Saved entries:
□ □ □ □
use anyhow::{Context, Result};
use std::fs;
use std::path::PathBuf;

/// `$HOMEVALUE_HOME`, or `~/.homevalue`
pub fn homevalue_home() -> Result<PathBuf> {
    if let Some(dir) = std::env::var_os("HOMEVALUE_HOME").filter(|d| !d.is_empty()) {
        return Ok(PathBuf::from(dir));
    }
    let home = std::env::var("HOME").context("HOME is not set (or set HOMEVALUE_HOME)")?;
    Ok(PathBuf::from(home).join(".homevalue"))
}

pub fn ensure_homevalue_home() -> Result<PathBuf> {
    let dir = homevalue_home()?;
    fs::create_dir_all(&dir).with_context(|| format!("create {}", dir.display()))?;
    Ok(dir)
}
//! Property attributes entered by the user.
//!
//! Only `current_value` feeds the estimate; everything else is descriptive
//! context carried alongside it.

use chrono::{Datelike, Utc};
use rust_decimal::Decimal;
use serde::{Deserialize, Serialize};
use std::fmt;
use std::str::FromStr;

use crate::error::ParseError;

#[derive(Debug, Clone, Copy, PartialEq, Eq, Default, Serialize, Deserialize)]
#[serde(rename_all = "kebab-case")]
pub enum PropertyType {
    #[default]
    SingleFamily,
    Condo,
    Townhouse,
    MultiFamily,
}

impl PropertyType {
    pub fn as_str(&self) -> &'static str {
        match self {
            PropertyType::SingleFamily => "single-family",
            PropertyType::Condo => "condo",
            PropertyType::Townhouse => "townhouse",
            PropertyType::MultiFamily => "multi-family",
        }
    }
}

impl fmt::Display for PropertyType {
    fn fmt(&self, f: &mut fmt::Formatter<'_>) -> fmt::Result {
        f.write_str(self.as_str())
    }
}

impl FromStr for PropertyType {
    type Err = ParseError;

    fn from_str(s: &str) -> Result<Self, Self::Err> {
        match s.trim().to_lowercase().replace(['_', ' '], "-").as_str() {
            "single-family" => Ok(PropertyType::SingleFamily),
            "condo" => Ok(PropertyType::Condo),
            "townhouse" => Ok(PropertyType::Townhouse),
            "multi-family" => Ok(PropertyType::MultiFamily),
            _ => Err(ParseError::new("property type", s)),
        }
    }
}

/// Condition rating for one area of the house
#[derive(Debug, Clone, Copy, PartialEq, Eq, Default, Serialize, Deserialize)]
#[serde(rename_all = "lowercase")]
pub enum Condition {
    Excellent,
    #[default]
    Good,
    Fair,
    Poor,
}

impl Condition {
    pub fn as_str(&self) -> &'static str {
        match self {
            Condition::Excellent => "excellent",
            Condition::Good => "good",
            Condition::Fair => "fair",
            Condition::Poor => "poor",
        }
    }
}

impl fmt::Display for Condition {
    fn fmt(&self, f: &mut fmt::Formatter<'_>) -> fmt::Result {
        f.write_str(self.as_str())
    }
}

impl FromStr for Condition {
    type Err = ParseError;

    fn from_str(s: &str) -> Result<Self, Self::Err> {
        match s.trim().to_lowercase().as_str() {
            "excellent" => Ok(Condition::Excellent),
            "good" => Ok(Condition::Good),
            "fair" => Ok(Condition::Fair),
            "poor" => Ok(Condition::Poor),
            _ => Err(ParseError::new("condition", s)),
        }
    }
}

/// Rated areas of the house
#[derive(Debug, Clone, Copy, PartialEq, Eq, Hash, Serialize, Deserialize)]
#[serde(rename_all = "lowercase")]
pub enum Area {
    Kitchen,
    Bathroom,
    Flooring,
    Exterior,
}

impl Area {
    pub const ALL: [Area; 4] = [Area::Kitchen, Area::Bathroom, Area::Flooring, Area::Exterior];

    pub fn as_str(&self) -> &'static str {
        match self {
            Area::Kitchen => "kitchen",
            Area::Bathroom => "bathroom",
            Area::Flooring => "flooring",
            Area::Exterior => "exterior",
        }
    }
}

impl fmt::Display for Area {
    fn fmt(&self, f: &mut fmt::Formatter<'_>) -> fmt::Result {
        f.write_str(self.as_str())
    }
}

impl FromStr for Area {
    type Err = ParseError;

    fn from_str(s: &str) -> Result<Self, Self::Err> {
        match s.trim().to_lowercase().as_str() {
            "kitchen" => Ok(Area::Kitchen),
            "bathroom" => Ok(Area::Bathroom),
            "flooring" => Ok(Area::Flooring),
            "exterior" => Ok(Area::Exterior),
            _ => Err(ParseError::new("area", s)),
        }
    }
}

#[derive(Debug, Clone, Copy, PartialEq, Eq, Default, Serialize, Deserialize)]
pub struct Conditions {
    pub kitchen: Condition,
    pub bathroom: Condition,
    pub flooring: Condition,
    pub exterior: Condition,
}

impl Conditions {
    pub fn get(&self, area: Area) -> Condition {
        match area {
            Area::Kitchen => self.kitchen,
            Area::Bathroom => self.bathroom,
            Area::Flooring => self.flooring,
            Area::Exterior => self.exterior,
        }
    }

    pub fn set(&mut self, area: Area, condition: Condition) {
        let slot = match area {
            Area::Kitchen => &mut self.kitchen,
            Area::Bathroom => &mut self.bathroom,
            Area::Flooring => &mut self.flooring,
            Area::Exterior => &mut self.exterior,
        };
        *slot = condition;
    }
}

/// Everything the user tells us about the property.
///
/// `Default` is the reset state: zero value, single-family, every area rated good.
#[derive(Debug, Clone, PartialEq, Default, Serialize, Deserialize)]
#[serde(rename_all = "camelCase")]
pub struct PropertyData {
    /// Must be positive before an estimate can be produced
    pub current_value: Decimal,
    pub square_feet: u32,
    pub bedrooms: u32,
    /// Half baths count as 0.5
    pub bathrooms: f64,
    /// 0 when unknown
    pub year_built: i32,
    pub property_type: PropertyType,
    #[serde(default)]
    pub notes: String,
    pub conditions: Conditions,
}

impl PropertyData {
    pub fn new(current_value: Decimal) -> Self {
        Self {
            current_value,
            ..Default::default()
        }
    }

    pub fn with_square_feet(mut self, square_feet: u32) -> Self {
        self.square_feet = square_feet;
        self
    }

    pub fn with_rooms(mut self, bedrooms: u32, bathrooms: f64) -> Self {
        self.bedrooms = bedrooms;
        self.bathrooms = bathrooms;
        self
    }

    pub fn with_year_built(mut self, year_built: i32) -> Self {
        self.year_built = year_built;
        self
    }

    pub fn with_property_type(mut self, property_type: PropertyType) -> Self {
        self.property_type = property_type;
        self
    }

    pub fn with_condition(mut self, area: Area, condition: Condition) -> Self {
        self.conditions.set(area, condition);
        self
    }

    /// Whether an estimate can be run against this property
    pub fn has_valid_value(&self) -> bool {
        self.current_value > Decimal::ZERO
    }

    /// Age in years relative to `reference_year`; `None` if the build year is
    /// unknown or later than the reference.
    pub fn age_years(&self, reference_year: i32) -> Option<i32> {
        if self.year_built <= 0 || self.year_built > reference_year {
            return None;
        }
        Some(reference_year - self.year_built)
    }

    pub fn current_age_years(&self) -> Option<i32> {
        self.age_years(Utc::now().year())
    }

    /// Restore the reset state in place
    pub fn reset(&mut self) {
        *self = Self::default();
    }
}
□ □ □ □
= What to produce =
When you answer, set down the entries above precisely as they read.

= Answer to this exercise =
use anyhow::{Context, Result};
use std::fs;
use std::path::PathBuf;

/// `$HOMEVALUE_HOME`, or `~/.homevalue`
pub fn homevalue_home() -> Result<PathBuf> {
    if let Some(dir) = std::env::var_os("HOMEVALUE_HOME").filter(|d| !d.is_empty()) {
        return Ok(PathBuf::from(dir));
    }
    let home = std::env::var("HOME").context("HOME is not set (or set HOMEVALUE_HOME)")?;
    Ok(PathBuf::from(home).join(".homevalue"))
}

pub fn ensure_homevalue_home() -> Result<PathBuf> {
    let dir = homevalue_home()?;
    fs::create_dir_all(&dir).with_context(|| format!("create {}", dir.display()))?;
    Ok(dir)
}
//! Property attributes entered by the user.
//!
//! Only `current_value` feeds the estimate; everything else is descriptive
//! context carried alongside it.

use chrono::{Datelike, Utc};
use rust_decimal::Decimal;
use serde::{Deserialize, Serialize};
use std::fmt;
use std::str::FromStr;

use crate::error::ParseError;

#[derive(Debug, Clone, Copy, PartialEq, Eq, Default, Serialize, Deserialize)]
#[serde(rename_all = "kebab-case")]
pub enum PropertyType {
    #[default]
    SingleFamily,
    Condo,
    Townhouse,
    MultiFamily,
}

impl PropertyType {
    pub fn as_str(&self) -> &'static str {
        match self {
            PropertyType::SingleFamily => "single-family",
            PropertyType::Condo => "condo",
            PropertyType::Townhouse => "townhouse",
            PropertyType::MultiFamily => "multi-family",
        }
    }
}

impl fmt::Display for PropertyType {
    fn fmt(&self, f: &mut fmt::Formatter<'_>) -> fmt::Result {
        f.write_str(self.as_str())
    }
}

impl FromStr for PropertyType {
    type Err = ParseError;

    fn from_str(s: &str) -> Result<Self, Self::Err> {
        match s.trim().to_lowercase().replace(['_', ' '], "-").as_str() {
            "single-family" => Ok(PropertyType::SingleFamily),
            "condo" => Ok(PropertyType::Condo),
            "townhouse" => Ok(PropertyType::Townhouse),
            "multi-family" => Ok(PropertyType::MultiFamily),
            _ => Err(ParseError::new("property type", s)),
        }
    }
}

/// Condition rating for one area of the house
#[derive(Debug, Clone, Copy, PartialEq, Eq, Default, Serialize, Deserialize)]
#[serde(rename_all = "lowercase")]
pub enum Condition {
    Excellent,
    #[default]
    Good,
    Fair,
    Poor,
}

impl Condition {
    pub fn as_str(&self) -> &'static str {
        match self {
            Condition::Excellent => "excellent",
            Condition::Good => "good",
            Condition::Fair => "fair",
            Condition::Poor => "poor",
        }
    }
}

impl fmt::Display for Condition {
    fn fmt(&self, f: &mut fmt::Formatter<'_>) -> fmt::Result {
        f.write_str(self.as_str())
    }
}

impl FromStr for Condition {
    type Err = ParseError;

    fn from_str(s: &str) -> Result<Self, Self::Err> {
        match s.trim().to_lowercase().as_str() {
            "excellent" => Ok(Condition::Excellent),
            "good" => Ok(Condition::Good),
            "fair" => Ok(Condition::Fair),
            "poor" => Ok(Condition::Poor),
            _ => Err(ParseError::new("condition", s)),
        }
    }
}

/// Rated areas of the house
#[derive(Debug, Clone, Copy, PartialEq, Eq, Hash, Serialize, Deserialize)]
#[serde(rename_all = "lowercase")]
pub enum Area {
    Kitchen,
    Bathroom,
    Flooring,
    Exterior,
}

impl Area {
    pub const ALL: [Area; 4] = [Area::Kitchen, Area::Bathroom, Area::Flooring, Area::Exterior];

    pub fn as_str(&self) -> &'static str {
        match self {
            Area::Kitchen => "kitchen",
            Area::Bathroom => "bathroom",
            Area::Flooring => "flooring",
            Area::Exterior => "exterior",
        }
    }
}

impl fmt::Display for Area {
    fn fmt(&self, f: &mut fmt::Formatter<'_>) -> fmt::Result {
        f.write_str(self.as_str())
    }
}

impl FromStr for Area {
    type Err = ParseError;

    fn from_str(s: &str) -> Result<Self, Self::Err> {
        match s.trim().to_lowercase().as_str() {
            "kitchen" => Ok(Area::Kitchen),
            "bathroom" => Ok(Area::Bathroom),
            "flooring" => Ok(Area::Flooring),
            "exterior" => Ok(Area::Exterior),
            _ => Err(ParseError::new("area", s)),
        }
    }
}

#[derive(Debug, Clone, Copy, PartialEq, Eq, Default, Serialize, Deserialize)]
pub struct Conditions {
    pub kitchen: Condition,
    pub bathroom: Condition,
    pub flooring: Condition,
    pub exterior: Condition,
}

impl Conditions {
    pub fn get(&self, area: Area) -> Condition {
        match area {
            Area::Kitchen => self.kitchen,
            Area::Bathroom => self.bathroom,
            Area::Flooring => self.flooring,
            Area::Exterior => self.exterior,
        }
    }

    pub fn set(&mut self, area: Area, condition: Condition) {
        let slot = match area {
            Area::Kitchen => &mut self.kitchen,
            Area::Bathroom => &mut self.bathroom,
            Area::Flooring => &mut self.flooring,
            Area::Exterior => &mut self.exterior,
        };
        *slot = condition;
    }
}

/// Everything the user tells us about the property.
///
/// `Default` is the reset state: zero value, single-family, every area rated good.
#[derive(Debug, Clone, PartialEq, Default, Serialize, Deserialize)]
#[serde(rename_all = "camelCase")]
pub struct PropertyData {
    /// Must be positive before an estimate can be produced
    pub current_value: Decimal,
    pub square_feet: u32,
    pub bedrooms: u32,
    /// Half baths count as 0.5
    pub bathrooms: f64,
    /// 0 when unknown
    pub year_built: i32,
    pub property_type: PropertyType,
    #[serde(default)]
    pub notes: String,
    pub conditions: Conditions,
}

impl PropertyData {
    pub fn new(current_value: Decimal) -> Self {
        Self {
            current_value,
            ..Default::default()
        }
    }

    pub fn with_square_feet(mut self, square_feet: u32) -> Self {
        self.square_feet = square_feet;
        self
    }

    pub fn with_rooms(mut self, bedrooms: u32, bathrooms: f64) -> Self {
        self.bedrooms = bedrooms;
        self.bathrooms = bathrooms;
        self
    }

    pub fn with_year_built(mut self, year_built: i32) -> Self {
        self.year_built = year_built;
        self
    }

    pub fn with_property_type(mut self, property_type: PropertyType) -> Self {
        self.property_type = property_type;
        self
    }

    pub fn with_condition(mut self, area: Area, condition: Condition) -> Self {
        self.conditions.set(area, condition);
        self
    }

    /// Whether an estimate can be run against this property
    pub fn has_valid_value(&self) -> bool {
        self.current_value > Decimal::ZERO
    }

    /// Age in years relative to `reference_year`; `None` if the build year is
    /// unknown or later than the reference.
    pub fn age_years(&self, reference_year: i32) -> Option<i32> {
        if self.year_built <= 0 || self.year_built > reference_year {
            return None;
        }
        Some(reference_year - self.year_built)
    }

    pub fn current_age_years(&self) -> Option<i32> {
        self.age_years(Utc::now().year())
    }

    /// Restore the reset state in place
    pub fn reset(&mut self) {
        *self = Self::default();
    }
}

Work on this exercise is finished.